NBC Chicago asked health experts to break down what’s coming and who is eligible for each shot.
RSV (respiratory syncytial virus)
Starting this fall, new babies have new protection against RSV, a respiratory virus that can lead to hospitalizations for some young infants.
“The RSV vaccine for kids is a monoclonal antibody that is recommended for all children under 8 months of age who are going into their first RSV season,” said Dr. Tina Tan, an infectious disease specialist at Ann & Robert H. Lurie Children’s Hospital.
Right now, pediatric offices across the Chicago area are waiting for the shots to arrive.
“People have tried to order it, but are still waiting for their orders to come in,” Tan said.

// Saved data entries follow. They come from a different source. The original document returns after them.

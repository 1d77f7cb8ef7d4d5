//! Drift and sanity gates between bots, merger, persistence and client.
//!
//! Gates are pure functions over a forecast series (or an input window) so
//! the orchestrator, the training worker and the client contract all apply
//! literally the same checks.

use crate::domain::forecast::PredictedPoint;
use crate::domain::market::WindowSlice;
use chrono::{DateTime, Utc};
use serde::{Deserialize, Serialize};

/// Structured rejection reason recorded in `validation_flags`.
#[derive(Debug, Clone, Copy, PartialEq, Eq, Serialize, Deserialize)]
#[serde(rename_all = "snake_case")]
pub enum RejectReason {
    SchemaMissing,
    FutureTimestamp,
    NonMonotonic,
    OhlcInvalid,
    NanOrInf,
    NegativePrice,
    StepDriftExceeded,
    TotalDriftExceeded,
    EnvelopeExceeded,
    TimedOut,
    BotError,
}

impl RejectReason {
    pub fn as_str(&self) -> &'static str {
        match self {
            RejectReason::SchemaMissing => "schema_missing",
            RejectReason::FutureTimestamp => "future_timestamp",
            RejectReason::NonMonotonic => "non_monotonic",
            RejectReason::OhlcInvalid => "ohlc_invalid",
            RejectReason::NanOrInf => "nan_or_inf",
            RejectReason::NegativePrice => "negative_price",
            RejectReason::StepDriftExceeded => "step_drift_exceeded",
            RejectReason::TotalDriftExceeded => "total_drift_exceeded",
            RejectReason::EnvelopeExceeded => "envelope_exceeded",
            RejectReason::TimedOut => "timed_out",
            RejectReason::BotError => "bot_error",
        }
    }
}

impl std::fmt::Display for RejectReason {
    fn fmt(&self, f: &mut std::fmt::Formatter<'_>) -> std::fmt::Result {
        f.write_str(self.as_str())
    }
}

/// Percent bounds for one gate level.
#[derive(Debug, Clone, Copy, Serialize, Deserialize)]
pub struct ValidationLimits {
    /// Max change between neighbouring predicted points, percent.
    pub step_max_pct: f64,
    /// Max drift of any point from the reference price, percent.
    pub total_max_pct: f64,
}

/// Both gate levels. The per-bot clamp must contain the envelope so a
/// sanitized series can still pass the merger.
#[derive(Debug, Clone, Copy, Serialize, Deserialize)]
pub struct DriftLimits {
    pub bot_clamp: ValidationLimits,
    pub envelope: ValidationLimits,
    pub min_candles: usize,
}

impl Default for DriftLimits {
    fn default() -> Self {
        Self {
            bot_clamp: ValidationLimits {
                step_max_pct: 8.0,
                total_max_pct: 15.0,
            },
            envelope: ValidationLimits {
                step_max_pct: 6.0,
                total_max_pct: 12.0,
            },
            min_candles: 30,
        }
    }
}

/// Gate 1 for input windows: enough samples and well-formed members.
/// Ordering is already a `WindowSlice` invariant.
pub fn window_gate(window: &WindowSlice, min_candles: usize) -> Vec<RejectReason> {
    let mut reasons = Vec::new();
    if window.len() < min_candles {
        reasons.push(RejectReason::SchemaMissing);
    }
    if window.candles().iter().any(|c| !c.ohlc_valid()) {
        reasons.push(RejectReason::OhlcInvalid);
    }
    reasons
}

/// Gates 1+2 for one bot's raw series: schema then sanity.
pub fn series_gates(
    series: &[PredictedPoint],
    produced_at: DateTime<Utc>,
    reference_price: f64,
    limits: &ValidationLimits,
) -> Vec<RejectReason> {
    let mut reasons = Vec::new();

    if series.is_empty() {
        return vec![RejectReason::SchemaMissing];
    }
    if series.first().map(|p| p.ts < produced_at).unwrap_or(false) {
        reasons.push(RejectReason::NonMonotonic);
    }
    if series.windows(2).any(|w| w[0].ts >= w[1].ts) {
        reasons.push(RejectReason::NonMonotonic);
    }

    if series
        .iter()
        .any(|p| !p.price.is_finite() || !p.confidence.is_finite())
    {
        reasons.push(RejectReason::NanOrInf);
    }
    if series.iter().any(|p| p.price <= 0.0) {
        reasons.push(RejectReason::NegativePrice);
    }

    if step_violation(series, limits.step_max_pct) {
        reasons.push(RejectReason::StepDriftExceeded);
    }
    if total_violation(series, reference_price, limits.total_max_pct) {
        reasons.push(RejectReason::TotalDriftExceeded);
    }

    reasons.dedup();
    reasons
}

/// Gate 3, applied at the merger with the tighter envelope. Any breach
/// rejects the whole bot output.
pub fn envelope_gate(
    series: &[PredictedPoint],
    reference_price: f64,
    envelope: &ValidationLimits,
) -> Vec<RejectReason> {
    if series.is_empty() {
        return vec![RejectReason::SchemaMissing];
    }
    if step_violation(series, envelope.step_max_pct)
        || total_violation(series, reference_price, envelope.total_max_pct)
    {
        vec![RejectReason::EnvelopeExceeded]
    } else {
        Vec::new()
    }
}

fn step_violation(series: &[PredictedPoint], step_max_pct: f64) -> bool {
    series.windows(2).any(|w| {
        let prev = w[0].price;
        prev > 0.0 && ((w[1].price - prev) / prev).abs() * 100.0 > step_max_pct + f64::EPSILON
    })
}

fn total_violation(series: &[PredictedPoint], reference_price: f64, total_max_pct: f64) -> bool {
    if reference_price <= 0.0 {
        return true;
    }
    series.iter().any(|p| {
        ((p.price - reference_price) / reference_price).abs() * 100.0 > total_max_pct + f64::EPSILON
    })
}

#[cfg(test)]
mod tests {
    use super::*;
    use chrono::TimeZone;

    fn pt(minute: u32, price: f64) -> PredictedPoint {
        PredictedPoint {
            ts: Utc.with_ymd_and_hms(2025, 6, 2, 5, minute, 0).unwrap(),
            price,
            confidence: 0.8,
        }
    }

    fn produced_at() -> DateTime<Utc> {
        Utc.with_ymd_and_hms(2025, 6, 2, 5, 0, 0).unwrap()
    }

    const LIMITS: ValidationLimits = ValidationLimits {
        step_max_pct: 8.0,
        total_max_pct: 15.0,
    };

    #[test]
    fn clean_series_passes() {
        let series = vec![pt(5, 100.0), pt(10, 101.0), pt(15, 102.0)];
        assert!(series_gates(&series, produced_at(), 100.0, &LIMITS).is_empty());
    }

    #[test]
    fn empty_series_is_schema_missing() {
        assert_eq!(
            series_gates(&[], produced_at(), 100.0, &LIMITS),
            vec![RejectReason::SchemaMissing]
        );
    }

    #[test]
    fn stale_or_unordered_timestamps() {
        let series = vec![pt(10, 100.0), pt(5, 100.0)];
        assert!(
            series_gates(&series, produced_at(), 100.0, &LIMITS)
                .contains(&RejectReason::NonMonotonic)
        );

        // Series starting before produced_at is equally unusable.
        let early = vec![pt(5, 100.0)];
        let late_produce = Utc.with_ymd_and_hms(2025, 6, 2, 5, 7, 0).unwrap();
        assert!(
            series_gates(&early, late_produce, 100.0, &LIMITS)
                .contains(&RejectReason::NonMonotonic)
        );
    }

    #[test]
    fn nan_and_negative_prices() {
        let series = vec![pt(5, f64::NAN)];
        assert!(series_gates(&series, produced_at(), 100.0, &LIMITS).contains(&RejectReason::NanOrInf));

        let series = vec![pt(5, -3.0)];
        assert!(
            series_gates(&series, produced_at(), 100.0, &LIMITS)
                .contains(&RejectReason::NegativePrice)
        );
    }

    #[test]
    fn step_and_total_drift() {
        let series = vec![pt(5, 100.0), pt(10, 112.0)];
        assert!(
            series_gates(&series, produced_at(), 100.0, &LIMITS)
                .contains(&RejectReason::StepDriftExceeded)
        );

        let series = vec![pt(5, 150.0), pt(10, 160.0)];
        let reasons = series_gates(&series, produced_at(), 100.0, &LIMITS);
        assert!(reasons.contains(&RejectReason::TotalDriftExceeded));
    }

    #[test]
    fn envelope_is_tighter() {
        let envelope = ValidationLimits {
            step_max_pct: 6.0,
            total_max_pct: 12.0,
        };
        // 13% off reference: inside the 15% clamp, outside the 12% envelope.
        let series = vec![pt(5, 106.0), pt(10, 113.0)];
        assert!(series_gates(&series, produced_at(), 100.0, &LIMITS).is_empty());
        assert_eq!(
            envelope_gate(&series, 100.0, &envelope),
            vec![RejectReason::EnvelopeExceeded]
        );
    }
}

Shots are expected to start by the end of October. The one-shot dose offers protection through the RSV season, which typically runs from November until March.
But it’s not just babies that can get sick and hospitalized with RSV.
Two vaccines are now approved for adults over age 60 as well, especially those with chronic medical conditions.
“The recommendation is to have a conversation with your doctor to weigh in what your risk of RSV is,” said Dr. Laura Hernandez, an infectious disease specialist with RUSH University Medical Center.
Flu shots are recommended for everyone over the age of six months, and there’s one big change this year. The Centers for Disease Control and Prevention removed precautions for people with egg allergies.
“This is important because it gives people options, so there’s options to get any kind of vaccine. There’s the internasal vaccines and the flu shots,” Hernandez said.
When it comes to flu shots, the CDC often looks to the southern hemisphere to determine how well flu vaccines are working. This year’s formula was 52% effective at keeping people out of the hospital in South America, according to the CDC.
“With both flu and COVID vaccine it offers some protection, it offers a lot of protection against severe illness, but we still expect to see some flu and COVID even with vaccinated people, it’s just milder,” said Dr. Julie Holland, vice president of pediatric primary care at Advocate Health Care.
New COVID Boosters
The Food and Drug Administration is expected to authorize updated versions of COVID boosters very soon.
“It’s brand new, and it is really targeted against the most recent variants that we’ve seen, and it’s actually proven to be fairly effective,” Holland said.
The latest shots are designed to target the XBB.1.5 omicron subvariant. Though that strain is no longer dominant, the boosters should still protect against current circulating subvariants, which are closely related,drugmakers and experts have said.
More details about eligibility and availability will likely be released after a CDC advisory committee meets next Tuesday, Sept. 12.
“It is hoped that they will recommend the COVID booster for anyone who wants to receive it, and COVID vaccines can be given to anyone 6 months of age or older,” Tan said.
Once that guidance comes out, any adult over the age of 60 is expected to be eligible for a COVID booster, flu shot and RSV vaccine.
So we wanted to know – can you get all three at the same time?
“You can get all three of these, if you’re eligible, at the same time. There’s no limiting factors,” Holland said.